WHAT IS NEEDED | Where in the data below does the word "Deserialize" appear? Copy every line that has it.

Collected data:
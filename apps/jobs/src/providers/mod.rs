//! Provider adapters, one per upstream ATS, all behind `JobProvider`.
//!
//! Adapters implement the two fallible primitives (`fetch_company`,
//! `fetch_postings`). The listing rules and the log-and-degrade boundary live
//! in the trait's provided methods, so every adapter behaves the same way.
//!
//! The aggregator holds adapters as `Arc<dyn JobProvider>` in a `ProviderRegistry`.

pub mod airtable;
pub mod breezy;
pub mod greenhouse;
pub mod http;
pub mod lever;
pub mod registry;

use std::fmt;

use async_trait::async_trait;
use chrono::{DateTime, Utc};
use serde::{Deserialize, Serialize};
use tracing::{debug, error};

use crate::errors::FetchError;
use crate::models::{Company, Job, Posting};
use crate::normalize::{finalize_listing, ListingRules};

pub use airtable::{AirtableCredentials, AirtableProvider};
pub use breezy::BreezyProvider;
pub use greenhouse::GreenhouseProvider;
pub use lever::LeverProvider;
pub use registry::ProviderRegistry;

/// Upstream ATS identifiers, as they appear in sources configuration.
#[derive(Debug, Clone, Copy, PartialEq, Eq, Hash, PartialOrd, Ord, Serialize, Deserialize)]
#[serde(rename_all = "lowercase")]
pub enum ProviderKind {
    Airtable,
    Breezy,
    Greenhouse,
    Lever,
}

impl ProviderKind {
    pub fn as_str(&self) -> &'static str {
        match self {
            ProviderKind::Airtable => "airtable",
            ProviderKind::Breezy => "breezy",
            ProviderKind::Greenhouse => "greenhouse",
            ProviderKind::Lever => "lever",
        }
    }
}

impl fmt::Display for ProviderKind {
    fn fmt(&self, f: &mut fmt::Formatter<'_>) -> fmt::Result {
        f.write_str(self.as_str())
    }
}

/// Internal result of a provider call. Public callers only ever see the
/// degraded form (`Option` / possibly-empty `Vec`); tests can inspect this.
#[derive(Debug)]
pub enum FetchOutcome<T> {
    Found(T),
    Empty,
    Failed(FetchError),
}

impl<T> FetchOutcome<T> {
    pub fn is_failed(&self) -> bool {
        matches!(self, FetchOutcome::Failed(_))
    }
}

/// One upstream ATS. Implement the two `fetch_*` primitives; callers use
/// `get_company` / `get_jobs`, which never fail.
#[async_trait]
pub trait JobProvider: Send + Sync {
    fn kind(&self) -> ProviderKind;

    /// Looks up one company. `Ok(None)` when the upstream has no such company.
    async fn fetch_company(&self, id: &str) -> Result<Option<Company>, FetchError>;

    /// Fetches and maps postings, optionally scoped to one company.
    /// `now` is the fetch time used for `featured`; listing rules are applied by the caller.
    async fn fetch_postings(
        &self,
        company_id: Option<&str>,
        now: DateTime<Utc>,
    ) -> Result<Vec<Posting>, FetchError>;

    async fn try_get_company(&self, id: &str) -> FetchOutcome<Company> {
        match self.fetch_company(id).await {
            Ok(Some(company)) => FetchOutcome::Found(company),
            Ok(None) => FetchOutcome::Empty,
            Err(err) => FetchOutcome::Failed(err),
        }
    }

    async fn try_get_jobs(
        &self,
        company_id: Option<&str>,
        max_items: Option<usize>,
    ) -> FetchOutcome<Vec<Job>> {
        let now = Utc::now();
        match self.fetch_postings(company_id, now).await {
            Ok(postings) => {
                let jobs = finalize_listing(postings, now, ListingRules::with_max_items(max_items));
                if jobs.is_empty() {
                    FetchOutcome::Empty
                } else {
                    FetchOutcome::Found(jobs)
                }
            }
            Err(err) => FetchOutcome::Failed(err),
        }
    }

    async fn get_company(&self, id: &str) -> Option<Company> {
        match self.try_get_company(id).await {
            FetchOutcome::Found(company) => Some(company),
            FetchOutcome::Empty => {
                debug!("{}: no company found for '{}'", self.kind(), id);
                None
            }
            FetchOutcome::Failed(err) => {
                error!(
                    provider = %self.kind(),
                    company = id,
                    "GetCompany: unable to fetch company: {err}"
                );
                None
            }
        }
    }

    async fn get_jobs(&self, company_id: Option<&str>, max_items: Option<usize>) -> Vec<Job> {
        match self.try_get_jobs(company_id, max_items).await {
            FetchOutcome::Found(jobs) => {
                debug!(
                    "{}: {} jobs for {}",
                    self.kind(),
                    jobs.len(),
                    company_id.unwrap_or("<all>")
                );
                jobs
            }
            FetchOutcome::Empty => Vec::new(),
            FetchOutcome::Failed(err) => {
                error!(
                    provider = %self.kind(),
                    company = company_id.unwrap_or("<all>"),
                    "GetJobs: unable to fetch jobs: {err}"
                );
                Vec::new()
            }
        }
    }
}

YOUR SOLUTION |
use serde::{Deserialize, Serialize};
#[derive(Debug, Clone, Copy, PartialEq, Eq, Hash, PartialOrd, Ord, Serialize, Deserialize)]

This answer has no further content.